Lo Spezia Calcio è scosso da un vero e proprio terremoto a livello societario. Ieri si è abbattuto sulla squadra bianconera un clamoroso tornado, che ha coinvolto i vertici del club: la procura, insieme alla Polizia di Stato e alla Squadra Mobile spezzina, sta indagando su un giro di baby calciatori nigeriani fatti arrivare in Italia da minorenni aggirando la legge sull'immigrazione. I giovani atleti, selezionati nell'Academy di Abuja, venivano parcheggiati in alcune società conniventi, per poi essere tesserati dallo Spezia non appena maggiorenni. L'obiettivo, ovviamente, era quello di fare corpose plusvalenze in futuro. A svelarlo alcune intercettazioni raccolte dalla Polizia con una microspia: "Anche sui ragazzi nigeriani, cioè dobbiamo prendere delle decisioni" riporta Il Secolo XIX, attribuendo le dichiarazioni all'a.d. dello Spezia Micheli, e risalenti allo scorso aprile. "E' inutile che tengano Abuja se poi non abbiamo le idee chiare su come fare a tesserarli. Parliamoci chiaro o riusciamo a fare le plusvalenze o il giocattolo si rimpicciolisce sempre di più". 

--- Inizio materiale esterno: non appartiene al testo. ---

// perch_sim/src/simulation/core/runner.rs

use nalgebra::Isometry3;
use perch_core::error::FilterError;
use perch_core::prelude::{
    ConsensusEstimator, FrameHandle, FrameId, OrientationCorrector, PoseAxis,
};
use rand::Rng;
use tracing::{debug, info, warn};

use super::prng::SimulationRng;
use crate::error::Result;
use crate::simulation::config::ScenarioConfig;
use crate::simulation::sensors::{AttitudeSource, MarkerCamera};

/// The downward camera every scenario observes the marker with.
pub const CAMERA_FRAME: FrameId = FrameId::Sensor(FrameHandle(0));

/// Aggregate error statistics for one scenario run.
///
/// Means are taken over the windows both filters accepted; they are NaN when
/// every window failed.
#[derive(Debug, Clone, PartialEq)]
pub struct ScenarioSummary {
    pub name: String,
    pub seed: u64,
    pub windows: usize,
    /// Windows on which either filter returned an error.
    pub failures: usize,
    /// Consensus translation error against the truth (metres).
    pub mean_translation_error: f64,
    /// Consensus orientation error against the truth (radians).
    pub mean_vision_rotation_error: f64,
    /// Orientation error after attitude correction (radians).
    pub mean_corrected_rotation_error: f64,
    pub mean_outlier_fraction: f64,
    /// Mean reported translational variance.
    pub mean_position_variance: f64,
}

/// The per-window errors of a successful filtering pass.
#[derive(Debug, Clone, Copy)]
struct WindowOutcome {
    translation_error: f64,
    vision_rotation_error: f64,
    corrected_rotation_error: f64,
    outlier_fraction: f64,
    position_variance: f64,
}

#[derive(Debug, Default)]
struct RunningMean {
    sum: f64,
    count: usize,
}

impl RunningMean {
    fn push(&mut self, value: f64) {
        self.sum += value;
        self.count += 1;
    }

    fn value(&self) -> f64 {
        if self.count == 0 {
            f64::NAN
        } else {
            self.sum / self.count as f64
        }
    }
}

/// Generates windows for one scenario and pushes them through both filters.
pub struct ScenarioRunner {
    config: ScenarioConfig,
    seed: u64,
    rng: SimulationRng,
    camera: MarkerCamera,
    attitude: AttitudeSource,
    estimator: ConsensusEstimator,
    corrector: OrientationCorrector,
}

impl ScenarioRunner {
    /// Builds a runner, seeding from the scenario or, if it has none, from entropy.
    pub fn new(config: ScenarioConfig) -> Result<Self> {
        let seed = config
            .simulation
            .seed
            .unwrap_or_else(|| rand::thread_rng().gen());
        let camera = MarkerCamera::from_config(&config, CAMERA_FRAME)?;
        let attitude = AttitudeSource::from_config(&config)?;
        let estimator = ConsensusEstimator::try_new(config.consensus.clone())?;
        let corrector = OrientationCorrector::try_new(config.fusion.clone())?;

        Ok(Self {
            config,
            seed,
            rng: SimulationRng::from_seed(seed),
            camera,
            attitude,
            estimator,
            corrector,
        })
    }

    pub fn run(&mut self) -> ScenarioSummary {
        info!(
            "Running scenario '{}' (seed {}, {} windows of {})",
            self.config.name,
            self.seed,
            self.config.simulation.windows,
            self.config.simulation.window_size
        );

        let mut failures = 0;
        let mut translation = RunningMean::default();
        let mut vision_rotation = RunningMean::default();
        let mut corrected_rotation = RunningMean::default();
        let mut outliers = RunningMean::default();
        let mut position_variance = RunningMean::default();

        for window in 0..self.config.simulation.windows {
            match self.step(window) {
                Ok(outcome) => {
                    translation.push(outcome.translation_error);
                    vision_rotation.push(outcome.vision_rotation_error);
                    corrected_rotation.push(outcome.corrected_rotation_error);
                    outliers.push(outcome.outlier_fraction);
                    position_variance.push(outcome.position_variance);
                }
                Err(e) => {
                    warn!("Window {} failed: {}", window, e);
                    failures += 1;
                }
            }
        }

        let summary = ScenarioSummary {
            name: self.config.name.clone(),
            seed: self.seed,
            windows: self.config.simulation.windows,
            failures,
            mean_translation_error: translation.value(),
            mean_vision_rotation_error: vision_rotation.value(),
            mean_corrected_rotation_error: corrected_rotation.value(),
            mean_outlier_fraction: outliers.value(),
            mean_position_variance: position_variance.value(),
        };

        info!(
            "[{}] translation error {:.4} m | rotation error vision {:.3} deg, corrected {:.3} deg | outlier fraction {:.3} | failures {}",
            summary.name,
            summary.mean_translation_error,
            summary.mean_vision_rotation_error.to_degrees(),
            summary.mean_corrected_rotation_error.to_degrees(),
            summary.mean_outlier_fraction,
            summary.failures
        );
        summary
    }

    /// Filters one freshly generated window: consensus first, then attitude correction.
    fn step(&mut self, window: usize) -> std::result::Result<WindowOutcome, FilterError> {
        let start_time = window as f64 * self.camera.window_duration();
        let readings = self.camera.sample_window(&mut self.rng.0, start_time);

        let consensus = self.estimator.evaluate(&readings)?;
        let estimate = &consensus.estimate;

        let attitude = self.attitude.sample(&mut self.rng.0, estimate.timestamp);
        let corrected = self
            .corrector
            .correct(&estimate.to_pose_stamped(), &attitude)?;

        let truth: &Isometry3<f64> = self.camera.truth();
        let outcome = WindowOutcome {
            translation_error: (estimate.pose.translation.vector - truth.translation.vector)
                .norm(),
            vision_rotation_error: estimate.pose.rotation.angle_to(&truth.rotation),
            corrected_rotation_error: corrected.rotation().angle_to(&truth.rotation),
            outlier_fraction: consensus.outlier_fraction,
            position_variance: estimate.variance(PoseAxis::X),
        };

        debug!(
            window,
            inliers = consensus.inlier_count(),
            translation_error = outcome.translation_error,
            corrected_rotation_error = outcome.corrected_rotation_error,
            "window filtered"
        );
        Ok(outcome)
    }
}

#[cfg(test)]
mod tests {
    use super::*;
    use approx::assert_abs_diff_eq;

    fn noiseless_config() -> ScenarioConfig {
        let mut config = ScenarioConfig::default();
        config.name = "noiseless".to_string();
        config.simulation.seed = Some(5);
        config.simulation.windows = 4;
        config.simulation.window_size = 8;
        config.camera.position_stddev = 0.0;
        config.camera.orientation_stddev_deg = 0.0;
        config.camera.outliers_per_window = 2;
        config.attitude.orientation_stddev_deg = 0.0;
        config
    }

    #[test]
    fn test_noiseless_run_recovers_truth() {
        let summary = ScenarioRunner::new(noiseless_config()).unwrap().run();

        assert_eq!(summary.failures, 0);
        assert_eq!(summary.windows, 4);
        assert_abs_diff_eq!(summary.mean_translation_error, 0.0, epsilon = 1e-12);
        assert!(summary.mean_vision_rotation_error < 1e-6);
        assert!(summary.mean_corrected_rotation_error < 1e-6);
        assert_abs_diff_eq!(summary.mean_outlier_fraction, 0.25, epsilon = 1e-12);
        assert_abs_diff_eq!(summary.mean_position_variance, 0.25, epsilon = 1e-12);
    }

    #[test]
    fn test_same_seed_same_summary() {
        let mut config = ScenarioConfig::default();
        config.simulation.seed = Some(21);
        config.simulation.windows = 10;

        let a = ScenarioRunner::new(config.clone()).unwrap().run();
        let b = ScenarioRunner::new(config).unwrap().run();
        assert_eq!(a, b);
    }

    #[test]
    fn test_correction_beats_noisy_vision_orientation() {
        let mut config = ScenarioConfig::default();
        config.simulation.seed = Some(8);
        config.simulation.windows = 30;
        config.camera.outliers_per_window = 0;
        // Loose orientation tolerance so noisy readings still reach consensus.
        config.consensus.orientation_tolerance = 0.6;
        config.consensus.position_tolerance = 0.2;
        config.camera.orientation_stddev_deg = 8.0;
        config.attitude.orientation_stddev_deg = 0.1;

        let summary = ScenarioRunner::new(config).unwrap().run();
        assert_eq!(summary.failures, 0);
        assert!(
            summary.mean_corrected_rotation_error < summary.mean_vision_rotation_error,
            "{summary:?}"
        );
    }
}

I GIOIELLI DELLA ROMA - Il sistema, che potrete approfondire QUI, aveva già dato alcuni frutti in passato. I due casi più eclatanti sono quelli di Umar Sadiq e Abdellahi Nura, arrivati in Italia nel 2013 proprio dall'Academy. Entrambi vennero presentati come 'minorenni non accompagnati' per ottenere il permesso di soggiorno, poi furono tesserati per una stagione dalla Lavagnese prima di passare allo Spezia. Tutti e due poi sono stati ceduti dai bianconeri alla Roma per 350mila euro di prestito, più 2,5 milioni di euro di riscatto cadauno. Totale, oltre 5 milioni. Oggi Sadiq è in prestito al Perugia, dopo una grigia parentesi ai Glasgow Rangers (non ha mai giocato) mentre Nura è stato più sfortunato. Nel marzo dello scorso anno infatti il ragazzo classe 1997 si è fermato per delle problematiche cardiache emerse mentre era in prestito proprio al Perugia. I giallorossi però hanno ospitato anche svariati altri calciatori: si erano allenati a Trigoria per uno stage anche Rabiu Rilwan Onyidamola, Anih Emmanuel, Haruna Adamu Mohammed, Chukwuemeka Emmanuel e Theophilus Awua. DALL'INTER AL REAL MADRID - Awua però ha generato comunque un'entrata significativa. Nell'agosto 2016 era stato prestato all'Inter, per 400mila euro, con diritto di riscatto a favore dei nerazzurri non esercitato. Dopo un altro prestito oneroso da circa 300mila euro alla Juve Stabia, oggi il calciatore è attualmente al Rende, in Serie C, ancora in prestito oneroso. Nella prima squadra dello Spezia invece oggi c'è ​Suleiman Abdullahi, classe 1998 che era stato seguito addirittura dal Real Madrid e che però non ha ancora esordito con gli Aquilotti. A Bologna invece hanno acquistato Orji Okwonkwo, che ha soltanto sfiorato lo Spezia: fu prelevato proprio dall'Abuja direttamente dai rossoblù.

CASO OKEREKE - La futura plusvalenza invece ha il volto di David Okereke: centravanti, classe 1997, lui sì titolare allo Spezia. In questa Serie B ha giocato 18 partite segnando 6 gol, conditi da 8 assist. La squadra ligure lo valuta già circa 8 milioni, ed è seguito da tantissime società: ci sono Copenaghen, Ajax, Feyenoord e Standard Liegi, mentre in Italia lo seguono la Sampdoria,  Sassuolo, Fiorentina, ma anche Juventus e Milan.